Jennifer’s shaking worsened and she felt Ann’s hand on her arm, restraining her.

‘Was there any discussion between you and Mr Lomax about Emily?’

‘He said whatever happened he couldn’t give her up: that Emily was his life. And that he’d make Jennifer agree to his having Emily with us.’

Jennifer felt an emptiness, a void. He couldn’t have been this cruel. He would have had to hate her to be this cruel: to have used her, like the matron and Emma and Fran and Harriet used her.

‘ That’s it, Jennifer: that’s what it was, all the time. Still think you’re the luckiest woman in the world?’

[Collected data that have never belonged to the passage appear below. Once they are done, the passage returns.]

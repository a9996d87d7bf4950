//! In-memory fakes
//!
//! `InMemoryClaims` and `InMemoryUsers` implement the domain ports the way
//! the backend behaves, so form-layer tests can run without HTTP. Both record
//! the calls they receive and can be told to fail the next call.

use async_trait::async_trait;
use std::collections::BTreeMap;
use std::sync::Mutex;

use core_kernel::{ClaimId, DocumentId, PortError, Role, UserId};
use domain_claims::workflow::{action_target, ensure_transition, return_target};
use domain_claims::{
    Claim, ClaimAction, ClaimQuery, ClaimStatus, ClaimsPort, DecisionRequest, DocumentContent,
    ForwardToInsurerData, ReturnRequest,
};
use domain_users::{User, UserForm, UserQuery, UserStats, UserStatus, UsersPort};
use infra_client::Navigator;

/// Bytes served for every fake document download
pub const FAKE_DOCUMENT: &[u8] = b"%PDF-1.4 fake document";

#[derive(Default)]
struct CallLog {
    calls: Mutex<Vec<String>>,
    failure: Mutex<Option<PortError>>,
}

impl CallLog {
    fn enter(&self, call: String) -> Result<(), PortError> {
        self.calls.lock().expect("call log").push(call);
        match self.failure.lock().expect("failure slot").take() {
            Some(error) => Err(error),
            None => Ok(()),
        }
    }

    fn calls(&self) -> Vec<String> {
        self.calls.lock().expect("call log").clone()
    }

    fn fail_next(&self, error: PortError) {
        *self.failure.lock().expect("failure slot") = Some(error);
    }
}

fn conflict(message: impl Into<String>) -> PortError {
    PortError::rejected(400, message)
}

/// In-memory claims backend
#[derive(Default)]
pub struct InMemoryClaims {
    claims: Mutex<BTreeMap<ClaimId, Claim>>,
    log: CallLog,
}

impl InMemoryClaims {
    pub fn new() -> Self {
        Self::default()
    }

    pub fn with_claims(claims: impl IntoIterator<Item = Claim>) -> Self {
        let fake = Self::new();
        for claim in claims {
            fake.insert(claim);
        }
        fake
    }

    pub fn insert(&self, claim: Claim) {
        self.claims.lock().expect("claims").insert(claim.id.clone(), claim);
    }

    /// Current stored state of a claim
    pub fn stored(&self, id: &ClaimId) -> Option<Claim> {
        self.claims.lock().expect("claims").get(id).cloned()
    }

    /// Calls received so far, as `operation:claim_id`
    pub fn calls(&self) -> Vec<String> {
        self.log.calls()
    }

    /// Makes the next call fail with `error`
    pub fn fail_next(&self, error: PortError) {
        self.log.fail_next(error);
    }

    fn update<F>(&self, id: &ClaimId, change: F) -> Result<Claim, PortError>
    where
        F: FnOnce(&mut Claim) -> Result<(), PortError>,
    {
        let mut claims = self.claims.lock().expect("claims");
        let claim = claims
            .get_mut(id)
            .ok_or_else(|| PortError::not_found("Claim", id))?;
        change(claim)?;
        Ok(claim.clone())
    }

    fn advance(&self, id: &ClaimId, role: Role, action: ClaimAction) -> Result<Claim, PortError> {
        self.update(id, |claim| {
            let next = action_target(claim.status, role, action).ok_or_else(|| {
                conflict(format!("Cannot {action} a claim in status {}", claim.status))
            })?;
            claim.status = next;
            Ok(())
        })
    }
}

#[async_trait]
impl ClaimsPort for InMemoryClaims {
    async fn list_claims(&self, query: &ClaimQuery) -> Result<Vec<Claim>, PortError> {
        self.log.enter("list_claims".to_string())?;
        let claims = self.claims.lock().expect("claims");
        Ok(claims.values().filter(|c| query.matches(c)).cloned().collect())
    }

    async fn get_claim(&self, id: &ClaimId) -> Result<Claim, PortError> {
        self.log.enter(format!("get_claim:{id}"))?;
        self.stored(id).ok_or_else(|| PortError::not_found("Claim", id))
    }

    async fn submit_claim(&self, id: &ClaimId) -> Result<Claim, PortError> {
        self.log.enter(format!("submit_claim:{id}"))?;
        self.advance(id, Role::Employee, ClaimAction::Submit)
    }

    async fn start_review(&self, id: &ClaimId) -> Result<Claim, PortError> {
        self.log.enter(format!("start_review:{id}"))?;
        self.advance(id, Role::HrOfficer, ClaimAction::Review)
    }

    async fn forward_to_insurer(
        &self,
        id: &ClaimId,
        data: &ForwardToInsurerData,
    ) -> Result<Claim, PortError> {
        self.log.enter(format!("forward_to_insurer:{id}"))?;
        let claim = self.advance(id, Role::HrOfficer, ClaimAction::Forward)?;
        self.update(&claim.id, |claim| {
            claim.coverage_breakdown = data.coverage_breakdown.clone();
            claim.hr_notes = data.hr_notes.clone();
            Ok(())
        })
    }

    async fn return_claim(
        &self,
        id: &ClaimId,
        request: &ReturnRequest,
    ) -> Result<Claim, PortError> {
        self.log.enter(format!("return_claim:{id}"))?;
        self.update(id, |claim| {
            let target = [Role::HrOfficer, Role::InsuranceAgent]
                .into_iter()
                .find_map(|role| return_target(claim.status, role))
                .ok_or_else(|| {
                    conflict(format!("Cannot return a claim in status {}", claim.status))
                })?;
            claim.status = target;
            claim.return_reason = Some(request.reason.clone());
            Ok(())
        })
    }

    async fn decide(&self, id: &ClaimId, decision: &DecisionRequest) -> Result<Claim, PortError> {
        self.log.enter(format!("decide:{id}"))?;
        self.update(id, |claim| {
            ensure_transition(claim.status, decision.status, Role::InsuranceAgent)
                .map_err(|e| conflict(e.to_string()))?;
            claim.status = decision.status;
            if decision.status == ClaimStatus::Approved {
                claim.claim_amount.approved = decision.approved_amount;
            } else {
                claim.rejection_reason = decision.rejection_reason.clone();
            }
            claim.insurer_notes = decision.insurer_notes.clone();
            Ok(())
        })
    }

    async fn download_document(
        &self,
        id: &ClaimId,
        document: &DocumentId,
    ) -> Result<DocumentContent, PortError> {
        self.log.enter(format!("download_document:{id}"))?;
        let claim = self.stored(id).ok_or_else(|| PortError::not_found("Claim", id))?;
        let doc = claim
            .document(document)
            .ok_or_else(|| PortError::not_found("Document", document))?;
        Ok(DocumentContent {
            bytes: FAKE_DOCUMENT.to_vec(),
            content_type: doc.content_type.clone(),
            filename: Some(doc.name.clone()),
        })
    }
}

/// In-memory user directory
#[derive(Default)]
pub struct InMemoryUsers {
    users: Mutex<BTreeMap<UserId, User>>,
    next_id: Mutex<u32>,
    log: CallLog,
}

impl InMemoryUsers {
    pub fn new() -> Self {
        Self::default()
    }

    pub fn with_users(users: impl IntoIterator<Item = User>) -> Self {
        let fake = Self::new();
        {
            let mut stored = fake.users.lock().expect("users");
            for user in users {
                stored.insert(user.id.clone(), user);
            }
        }
        fake
    }

    pub fn stored(&self, id: &UserId) -> Option<User> {
        self.users.lock().expect("users").get(id).cloned()
    }

    pub fn calls(&self) -> Vec<String> {
        self.log.calls()
    }

    pub fn fail_next(&self, error: PortError) {
        self.log.fail_next(error);
    }
}

fn apply_form(user: &mut User, form: &UserForm) {
    user.first_name = form.first_name.clone();
    user.last_name = form.last_name.clone();
    user.email = form.email.clone();
    if let Some(role) = form.role {
        user.role = role;
    }
    user.nic = form.nic.clone();
    user.phone_number = form.phone_number.clone();
    user.employee_id = form.employee_id.clone();
    user.department = form.department.clone();
    user.dependents = form.dependents.clone();
}

#[async_trait]
impl UsersPort for InMemoryUsers {
    async fn list_users(&self, query: &UserQuery) -> Result<Vec<User>, PortError> {
        self.log.enter("list_users".to_string())?;
        let users = self.users.lock().expect("users");
        Ok(users
            .values()
            .filter(|u| query.role.map_or(true, |r| u.role == r))
            .filter(|u| query.status.map_or(true, |s| u.status == s))
            .cloned()
            .collect())
    }

    async fn get_user(&self, id: &UserId) -> Result<User, PortError> {
        self.log.enter(format!("get_user:{id}"))?;
        self.stored(id).ok_or_else(|| PortError::not_found("User", id))
    }

    async fn create_user(&self, form: &UserForm) -> Result<User, PortError> {
        self.log.enter("create_user".to_string())?;
        let mut users = self.users.lock().expect("users");
        if users.values().any(|u| u.email.eq_ignore_ascii_case(&form.email)) {
            return Err(conflict("User with this email already exists"));
        }

        let mut next_id = self.next_id.lock().expect("next id");
        *next_id += 1;
        let mut user = User {
            id: UserId::new(format!("user-{}", *next_id)),
            first_name: String::new(),
            last_name: String::new(),
            email: String::new(),
            role: Role::Employee,
            status: UserStatus::Active,
            nic: None,
            phone_number: None,
            employee_id: None,
            department: None,
            dependents: Vec::new(),
            created_at: None,
        };
        apply_form(&mut user, form);
        users.insert(user.id.clone(), user.clone());
        Ok(user)
    }

    async fn update_user(&self, id: &UserId, form: &UserForm) -> Result<User, PortError> {
        self.log.enter(format!("update_user:{id}"))?;
        let mut users = self.users.lock().expect("users");
        let user = users.get_mut(id).ok_or_else(|| PortError::not_found("User", id))?;
        apply_form(user, form);
        Ok(user.clone())
    }

    async fn update_status(&self, id: &UserId, status: UserStatus) -> Result<User, PortError> {
        self.log.enter(format!("update_status:{id}"))?;
        let mut users = self.users.lock().expect("users");
        let user = users.get_mut(id).ok_or_else(|| PortError::not_found("User", id))?;
        user.status = status;
        Ok(user.clone())
    }

    async fn delete_user(&self, id: &UserId) -> Result<(), PortError> {
        self.log.enter(format!("delete_user:{id}"))?;
        self.users
            .lock()
            .expect("users")
            .remove(id)
            .map(|_| ())
            .ok_or_else(|| PortError::not_found("User", id))
    }

    async fn stats_overview(&self) -> Result<UserStats, PortError> {
        self.log.enter("stats_overview".to_string())?;
        let users = self.users.lock().expect("users");
        let mut stats = UserStats {
            total_users: users.len() as u64,
            ..Default::default()
        };
        for user in users.values() {
            *stats.by_role.entry(user.role).or_default() += 1;
            *stats.by_status.entry(user.status).or_default() += 1;
            if user.is_active() {
                stats.active_users += 1;
            }
        }
        Ok(stats)
    }
}

/// Navigator that remembers every route it was sent to
#[derive(Debug, Default)]
pub struct RecordingNavigator {
    routes: Mutex<Vec<String>>,
}

impl RecordingNavigator {
    pub fn new() -> Self {
        Self::default()
    }

    pub fn routes(&self) -> Vec<String> {
        self.routes.lock().expect("routes").clone()
    }
}

impl Navigator for RecordingNavigator {
    fn navigate(&self, route: &str) {
        self.routes.lock().expect("routes").push(route.to_string());
    }
}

‘What was Mr Lomax’s intention, as far as you were aware?’

Rebecca remained staring straight at the dock, the look of contempt on her face again. ‘As far as I was aware Gerald intended divorcing Jennifer and getting custody of Emily. And then we would marry.’

‘ Left with nothing! Tossed out, with the garbage. ’

‘And for the three of you to become a family?’

‘Yes.’ Rebecca’s voice was soft again, trembling with the uncertainty of a happiness she’d now never achieve.

‘Gerald would have told Mrs Lomax what he intended with the child, as well as wanting a divorce, wouldn’t he?’

‘Objection!’ protested Hall. ‘There is no way the witness can speculate about a conversation, if any, between Mr and Mrs Lomax.’

‘Mr Keflin-Brown,’ rebuked the judge, mildly.

‘I beg the court’s indulgence and of course withdraw the question

…’ apologized the older barrister.

‘ Too late. Motive all sorted and made perfectly clear. You’re for the drop, Jennifer. Would have been if they still hanged murderers.’